De Varsovie à Paris…
Maria Salomea Skłodowska est née dernière d’une fratrie de cinq enfants le 7 novembre 1867 à Varsovie, dans un royaume de Pologne écrasé sous le joug de la Russie. Les témoignages qu’elle a laissés, les archives qui sont parvenues jusqu’à nous, permettent de relater sa jeunesse avec assurance : une fillette dont les aptitudes, précoces, sont vite repérées par son entourage familial et scolaire, une adolescente frappée par des drames à répétition, la perte d’une sœur terrassée par le typhus puis de sa mère emportée par la tuberculose, une jeune femme affligée par la situation de son pays et déterminée à s’extraire de sa propre condition par le travail et l’étude… On croirait lire le préambule d’un roman, composé de belles images d’Épinal, mais il s’agit bel et bien, tracées à grands traits, des premières années de son existence.
Celle-ci se déroule ensuite dans notre pays, à Paris, où la jeune polonaise arrive en septembre 1891 pour poursuivre au grand jour des études de sciences. Et quelles études : « Marie » – elle a francisé son nom – est reçue première à la licence ès sciences et physique en 1893 ! La même année, alors qu’elle a repoussé, souvent sans ménagement, tous les prétendants subjugués par sa personnalité et son charme, mais qui auraient pu la détourner de ses recherches, elle fait la connaissance de Pierre Curie, un physicien qui brûle de la même passion qu’elle pour la recherche. Marie et Pierre Curie, ou « Pierre et Marie Curie », mariés dans la plus stricte intimité et le plus simple apparat le 26 juillet 1895, vont graver ensemble leurs noms au pinacle de la science universelle…

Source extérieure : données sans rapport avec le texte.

// Copyright 2023 The ChromiumOS Authors
// Use of this source code is governed by a BSD-style license that can be
// found in the LICENSE file.

//! Codec specific NAL unit header, parameter set and slice header parsers.
//!
//! Every codec provides a `parser` module with its NAL unit header type, the
//! parameter sets it understands and a `Parser` that keeps the last received
//! instance of each parameter set, and a `picture` module that turns slices
//! into pictures with a picture order count.

use std::fmt;
use std::str::FromStr;

use thiserror::Error;

use crate::bitstream_utils::BitReaderError;
use crate::stream_info::StreamInfo;
use crate::trace::SyntaxTrace;
use crate::utils::nalu::Header;

#[cfg(feature = "h264")]
pub mod h264;
#[cfg(feature = "h265")]
pub mod h265;
#[cfg(feature = "h266")]
pub mod h266;

/// Number of NAL units looked at by [`Codec::detect`].
const DETECT_MAX_NALUS: usize = 16;

#[derive(Copy, Clone, Debug, PartialEq, Eq, Hash)]
pub enum Codec {
    Avc,
    Hevc,
    Vvc,
}

impl FromStr for Codec {
    type Err = &'static str;

    fn from_str(s: &str) -> Result<Self, Self::Err> {
        match s {
            "h264" | "H264" | "avc" | "AVC" => Ok(Codec::Avc),
            "h265" | "H265" | "hevc" | "HEVC" => Ok(Codec::Hevc),
            "h266" | "H266" | "vvc" | "VVC" => Ok(Codec::Vvc),
            _ => Err("unrecognized codec. Valid values: h264, h265, h266"),
        }
    }
}

impl fmt::Display for Codec {
    fn fmt(&self, f: &mut fmt::Formatter<'_>) -> fmt::Result {
        let name = match self {
            Codec::Avc => "H.264",
            Codec::Hevc => "H.265",
            Codec::Vvc => "H.266",
        };

        f.write_str(name)
    }
}

impl Codec {
    /// Guesses the codec of an Annex B stream from the headers of its first
    /// NAL units.
    ///
    /// Only the unit types that usually open a stream are considered: SEI,
    /// parameter sets and access unit delimiters. The first NAL unit whose
    /// header fits exactly one codec decides.
    pub fn detect(data: &[u8]) -> Option<Codec> {
        data.windows(5)
            .filter(|w| w[..3] == [0, 0, 1])
            .take(DETECT_MAX_NALUS)
            .find_map(|w| Self::from_header_bytes(w[3], w[4]))
    }

    fn from_header_bytes(b0: u8, b1: u8) -> Option<Codec> {
        // forbidden_zero_bit
        if b0 & 0x80 != 0 {
            return None;
        }

        let avc = matches!(b0 & 0x1f, 6..=9);
        let hevc = matches!((b0 >> 1) & 0x3f, 32..=35 | 39) && b1 & 0x7 != 0;
        let vvc = b0 & 0x40 == 0 && matches!(b1 >> 3, 12..=17 | 20 | 23) && b1 & 0x7 != 0;

        match (avc, hevc, vvc) {
            (true, false, false) => Some(Codec::Avc),
            (false, true, false) => Some(Codec::Hevc),
            (false, false, true) => Some(Codec::Vvc),
            _ => None,
        }
    }
}

/// Errors raised while parsing a single NAL unit. The indexer logs them and
/// skips the offending unit.
#[derive(Debug, Error, PartialEq, Eq)]
pub enum ParseError {
    #[error("bitstream truncated")]
    BitstreamTruncated,
    #[error("malformed NAL unit header: {0}")]
    MalformedNalHeader(String),
    #[error("value outside of the supported range: {0}")]
    UnsupportedDerivedRange(String),
    #[error("invalid value: {0}")]
    InvalidValue(String),
    #[error("missing parameter set: {0}")]
    MissingParameterSet(String),
}

impl From<BitReaderError> for ParseError {
    fn from(err: BitReaderError) -> Self {
        match err {
            BitReaderError::OutOfBits => ParseError::BitstreamTruncated,
            err => ParseError::InvalidValue(err.to_string()),
        }
    }
}

impl From<bitreader::BitReaderError> for ParseError {
    fn from(err: bitreader::BitReaderError) -> Self {
        match err {
            bitreader::BitReaderError::NotEnoughData { .. } => ParseError::BitstreamTruncated,
            err => ParseError::MalformedNalHeader(err.to_string()),
        }
    }
}

/// The kinds of NAL units that are replayed to a decoder before seeking.
#[derive(Clone, Copy, Debug, PartialEq, Eq, PartialOrd, Ord, Hash)]
pub enum ParameterSetKind {
    Vps,
    Sps,
    Pps,
    Aps,
}

impl fmt::Display for ParameterSetKind {
    fn fmt(&self, f: &mut fmt::Formatter<'_>) -> fmt::Result {
        let name = match self {
            ParameterSetKind::Vps => "VPS",
            ParameterSetKind::Sps => "SPS",
            ParameterSetKind::Pps => "PPS",
            ParameterSetKind::Aps => "APS",
        };

        f.write_str(name)
    }
}

/// A parameter set referenced by a picture, by kind and id.
#[derive(Clone, Copy, Debug, PartialEq, Eq, PartialOrd, Ord, Hash)]
pub struct ParameterSetRef {
    pub kind: ParameterSetKind,
    pub id: u32,
}

impl ParameterSetRef {
    pub fn new(kind: ParameterSetKind, id: u32) -> Self {
        Self { kind, id }
    }
}

/// What a codec handler made of a NAL unit.
#[derive(Clone, Debug, PartialEq, Eq)]
pub enum NalEvent {
    /// A parameter set was parsed and stored.
    ParameterSet(ParameterSetRef),
    /// The first slice of a new picture.
    PictureStart(PictureInfo),
    /// Another slice of the current picture.
    SliceContinuation,
    /// A NAL unit that belongs to the next picture but does not start it, e.g.
    /// a VVC picture header that precedes the picture's slices.
    PicturePrefix,
    /// End of sequence: the next picture restarts POC derivation.
    EndOfSequence,
    /// Anything else (SEI, AUD, filler data...).
    Other,
}

/// Per picture data produced from its first slice.
#[derive(Clone, Debug, PartialEq, Eq)]
pub struct PictureInfo {
    /// Picture order count within the coded video sequence.
    pub poc: i32,
    /// Whether decoding can start at this picture.
    pub is_random_access_point: bool,
    /// Whether POC derivation restarted at this picture, i.e. it is an IRAP
    /// picture with NoRaslOutputFlag equal to 1 or an IDR picture.
    pub poc_reset: bool,
    /// Parameter sets a decoder needs to decode this picture.
    pub references: Vec<ParameterSetRef>,
}

/// A codec specific consumer of NAL units.
///
/// Implemented by the `picture` module of every codec. Handlers own the parser
/// state of their codec, and are fed NAL units in decoding order.
pub trait NalHandler: Send {
    type Header: Header + Clone + fmt::Debug + Into<NalHeader>;

    /// Parses `nalu` and updates the parser state.
    ///
    /// A parameter set that fails to parse must not replace an earlier valid
    /// instance with the same id.
    fn handle(
        &mut self,
        nalu: &crate::utils::nalu::Nalu<'_, Self::Header>,
    ) -> Result<NalEvent, ParseError>;

    /// Enables or disables syntax tracing for the following NAL units.
    fn set_trace(&mut self, enabled: bool);

    /// Takes the syntax trace of the last handled NAL unit, if tracing is on.
    fn take_trace(&mut self) -> Option<SyntaxTrace>;

    /// Format of the stream, taken from the parameter sets active at its first
    /// picture. `None` until a picture started.
    fn stream_info(&self) -> Option<StreamInfo>;
}

/// A parsed NAL unit header of any of the supported codecs.
#[derive(Clone, Debug, PartialEq, Eq)]
pub enum NalHeader {
    #[cfg(feature = "h264")]
    Avc(h264::parser::NaluHeader),
    #[cfg(feature = "h265")]
    Hevc(h265::parser::NaluHeader),
    #[cfg(feature = "h266")]
    Vvc(h266::parser::NaluHeader),
}

impl NalHeader {
    fn as_header(&self) -> &dyn DynHeader {
        match self {
            #[cfg(feature = "h264")]
            NalHeader::Avc(hdr) => hdr,
            #[cfg(feature = "h265")]
            NalHeader::Hevc(hdr) => hdr,
            #[cfg(feature = "h266")]
            NalHeader::Vvc(hdr) => hdr,
        }
    }

    pub fn unit_type_id(&self) -> u8 {
        self.as_header().dyn_unit_type_id()
    }

    pub fn layer_id(&self) -> u8 {
        self.as_header().dyn_layer_id()
    }

    pub fn temporal_id(&self) -> u8 {
        self.as_header().dyn_temporal_id()
    }

    pub fn is_parameter_set(&self) -> bool {
        self.as_header().dyn_is_parameter_set()
    }

    pub fn is_slice(&self) -> bool {
        self.as_header().dyn_is_slice()
    }

    pub fn is_random_access(&self) -> bool {
        self.as_header().dyn_is_random_access()
    }
}

impl fmt::Display for NalHeader {
    fn fmt(&self, f: &mut fmt::Formatter<'_>) -> fmt::Result {
        match self {
            #[cfg(feature = "h264")]
            NalHeader::Avc(hdr) => write!(f, "{:?} ref_idc {}", hdr.type_, hdr.ref_idc),
            #[cfg(feature = "h265")]
            NalHeader::Hevc(hdr) => write!(
                f,
                "{:?} layer {} tid {}",
                hdr.type_(),
                hdr.layer_id(),
                hdr.temporal_id()
            ),
            #[cfg(feature = "h266")]
            NalHeader::Vvc(hdr) => write!(
                f,
                "{:?} layer {} tid {}",
                hdr.type_(),
                hdr.layer_id(),
                hdr.temporal_id()
            ),
        }
    }
}

// Object safe mirror of `Header`, whose `parse` constructor keeps it from being
// used as a trait object.
trait DynHeader {
    fn dyn_unit_type_id(&self) -> u8;
    fn dyn_layer_id(&self) -> u8;
    fn dyn_temporal_id(&self) -> u8;
    fn dyn_is_parameter_set(&self) -> bool;
    fn dyn_is_slice(&self) -> bool;
    fn dyn_is_random_access(&self) -> bool;
}

impl<H: Header> DynHeader for H {
    fn dyn_unit_type_id(&self) -> u8 {
        self.unit_type_id()
    }

    fn dyn_layer_id(&self) -> u8 {
        self.layer_id()
    }

    fn dyn_temporal_id(&self) -> u8 {
        self.temporal_id()
    }

    fn dyn_is_parameter_set(&self) -> bool {
        self.is_parameter_set()
    }

    fn dyn_is_slice(&self) -> bool {
        self.is_slice()
    }

    fn dyn_is_random_access(&self) -> bool {
        self.is_random_access()
    }
}

/// Computes the picture order count MSB from the previous reference picture
/// values. Equations (8-3) of H.264, (8-1) of H.265 and (197) of H.266.
pub(crate) fn pic_order_cnt_msb(
    pic_order_cnt_lsb: i32,
    prev_pic_order_cnt_lsb: i32,
    prev_pic_order_cnt_msb: i32,
    max_pic_order_cnt_lsb: i32,
) -> Result<i32, ParseError> {
    let msb = i64::from(prev_pic_order_cnt_msb);
    let max = i64::from(max_pic_order_cnt_lsb);

    let msb = if (pic_order_cnt_lsb < prev_pic_order_cnt_lsb)
        && (prev_pic_order_cnt_lsb - pic_order_cnt_lsb) >= (max_pic_order_cnt_lsb / 2)
    {
        msb + max
    } else if (pic_order_cnt_lsb > prev_pic_order_cnt_lsb)
        && (pic_order_cnt_lsb - prev_pic_order_cnt_lsb) > (max_pic_order_cnt_lsb / 2)
    {
        msb - max
    } else {
        msb
    };

    poc_in_range("PicOrderCntMsb", msb)
}

/// PicOrderCntMsb + pic_order_cnt_lsb, failing when the sum does not fit a
/// picture order count.
pub(crate) fn pic_order_cnt_val(
    pic_order_cnt_msb: i32,
    pic_order_cnt_lsb: i32,
) -> Result<i32, ParseError> {
    poc_in_range(
        "PicOrderCntVal",
        i64::from(pic_order_cnt_msb) + i64::from(pic_order_cnt_lsb),
    )
}

pub(crate) fn poc_in_range(name: &str, value: i64) -> Result<i32, ParseError> {
    i32::try_from(value)
        .map_err(|_| ParseError::UnsupportedDerivedRange(format!("{} = {}", name, value)))
}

Entre drame et consécrations
S’il n’est pas possible de rappeler ici toute l’œuvre de ce couple mythique, une précision au moins s’impose : n’en déplaise aux mauvaises langues, surtout masculines, bien pendues à l’époque déjà, l’initiative des études sur la radioactivité revient bel et bien à Marie. Pierre a en effet abandonné ses recherches sur le magnétisme pour rejoindre sa femme sur un champ qui lui est vite apparu plus stimulant et plus prometteur… Là, au gré de leurs travaux, dans des conditions dont on n’a jamais cessé depuis de rappeler la misère, ils vont écrire l’une des plus belles pages de l’histoire des sciences, et partager avec Henri Becquerel le prix Nobel de physique de 1903 « en reconnaissance de leurs services rendus, par leur recherche commune sur le phénomène des radiations découvert par le professeur Becquerel ».

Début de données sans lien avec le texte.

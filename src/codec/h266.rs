// Copyright 2024 The ChromiumOS Authors
// Use of this source code is governed by a BSD-style license that can be
// found in the LICENSE file.

pub mod ols;
pub mod parser;
pub mod picture;
pub mod ptl;
pub mod vps;
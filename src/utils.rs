// Copyright 2022 The ChromiumOS Authors
// Use of this source code is governed by a BSD-style license that can be
// found in the LICENSE file.

//! Utility functions used by several parts of this crate.
//!
//! This module is for anything that doesn't fit into the other top-level modules. Try not to add
//! new code here unless it really doesn't belong anywhere else.

pub mod nalu;

pub use nalu::NalIterator;
pub use nalu::NalSpan;
pub use nalu::StartCodeScanner;
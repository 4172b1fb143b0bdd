use serde::Serialize;

/// Months of living cost counted per academic year.
pub const ACADEMIC_MONTHS: f64 = 9.0;

/// Row values as read from the file, before derived columns are computed.
#[derive(Debug, Clone, Default, PartialEq)]
pub struct RawUniversity {
    pub name: Option<String>,
    pub city: Option<String>,
    pub state: Option<String>,
    pub latitude: Option<f64>,
    pub longitude: Option<f64>,
    pub tuition_out_of_state: Option<f64>,
    pub avg_monthly_cost: Option<f64>,
    pub program_code: Option<String>,
    pub enrollment: Option<f64>,
}

/// One institution. Derived costs are fixed at construction.
#[derive(Debug, Clone, PartialEq, Serialize)]
pub struct University {
    pub name: Option<String>,
    pub city: Option<String>,
    pub state: Option<String>,
    pub latitude: Option<f64>,
    pub longitude: Option<f64>,
    pub tuition_out_of_state: Option<f64>,
    pub avg_monthly_cost: Option<f64>,
    pub program_code: Option<String>,
    pub enrollment: Option<f64>,
    annual_living_cost: Option<f64>,
    total_estimated_cost: Option<f64>,
}

impl University {
    pub fn annual_living_cost(&self) -> Option<f64> {
        self.annual_living_cost
    }

    pub fn total_estimated_cost(&self) -> Option<f64> {
        self.total_estimated_cost
    }

    /// Latitude and longitude, when both are present.
    pub fn coordinates(&self) -> Option<(f64, f64)> {
        Some((self.latitude?, self.longitude?))
    }

    /// Whether the record can be placed and labelled on the map.
    pub fn is_mappable(&self) -> bool {
        self.coordinates().is_some() && self.name.is_some()
    }
}

impl From<RawUniversity> for University {
    fn from(raw: RawUniversity) -> Self {
        let annual_living_cost = raw.avg_monthly_cost.map(|m| m * ACADEMIC_MONTHS);
        let total_estimated_cost = match (raw.tuition_out_of_state, annual_living_cost) {
            (Some(tuition), Some(living)) => Some(tuition + living),
            _ => None,
        };
        Self {
            name: raw.name,
            city: raw.city,
            state: raw.state,
            latitude: raw.latitude,
            longitude: raw.longitude,
            tuition_out_of_state: raw.tuition_out_of_state,
            avg_monthly_cost: raw.avg_monthly_cost,
            program_code: raw.program_code,
            enrollment: raw.enrollment,
            annual_living_cost,
            total_estimated_cost,
        }
    }
}

pub(crate) fn parse_text(cell: Option<&str>) -> Option<String> {
    let trimmed = cell?.trim();
    if trimmed.is_empty() {
        None
    } else {
        Some(trimmed.to_string())
    }
}

/// Empty, unparseable and non-finite cells are absent.
pub(crate) fn parse_num(cell: Option<&str>) -> Option<f64> {
    cell?
        .trim()
        .parse::<f64>()
        .ok()
        .filter(|v| v.is_finite())
}
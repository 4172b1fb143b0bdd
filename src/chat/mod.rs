//! Chat relay: session transcript, pluggable completion backend and the
//! bubble renderer.

mod backend;
mod relay;
mod render;
mod transcript;

pub use backend::{ChatBackend, CompletionClient, ProviderKind};
pub use relay::{ChatRelay, ChatSession, RelayState, SubmitOutcome, ERROR_PLACEHOLDER};
pub use render::{markdown_to_html, render_transcript};
pub use transcript::{Role, Transcript, Turn};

Le drame suit hélas la consécration : le 19 avril 1906, Pierre meurt accidentellement à Paris, heurté rue Dauphine par un véhicule hippomobile, après avoir participé à une réunion chez Jean Perrin. La douleur de Marie n’a d’égal que son acharnement à poursuivre leur œuvre commune : non seulement elle succède à Pierre dans son enseignement en Sorbonne – le 5 novembre 1906, elle reprend symboliquement son cours à la phrase exacte où il l’a laissé quelques mois plus tôt… – mais elle réalise également la découverte de deux nouveaux éléments, le radium et le polonium, qui lui vaudra un nouveau prix Nobel, en chimie cette fois-ci, en 1911. Première femme à enseigner dans le supérieur, Marie Curie est aussi et surtout la seule scientifique à avoir obtenu deux prix Nobel dans des disciplines différentes !
La promotion de la « science pure »
Comme pour faire mentir le cliché du savant étourdi, elle s’est aussi révélée une organisatrice hors pair : la création de l’institut du radium, en 1912, en témoigne, de même que le rôle qu’elle a joué à la tête du service radiologique de la Croix-Rouge au cours de la Grande Guerre. Elle est revenue quelques années plus tard sur cette expérience, dans un ouvrage fascinant, La radiologie et la guerre, où elle n’hésite pas à confier quelques engagements qui lui tiennent à cœur, comme le féminisme : « Il m’est agréable de rappeler ici que la première des voitures radiologiques établies sur mon initiative a été fournie par l’Union des Femmes de France et équipée à ses frais. »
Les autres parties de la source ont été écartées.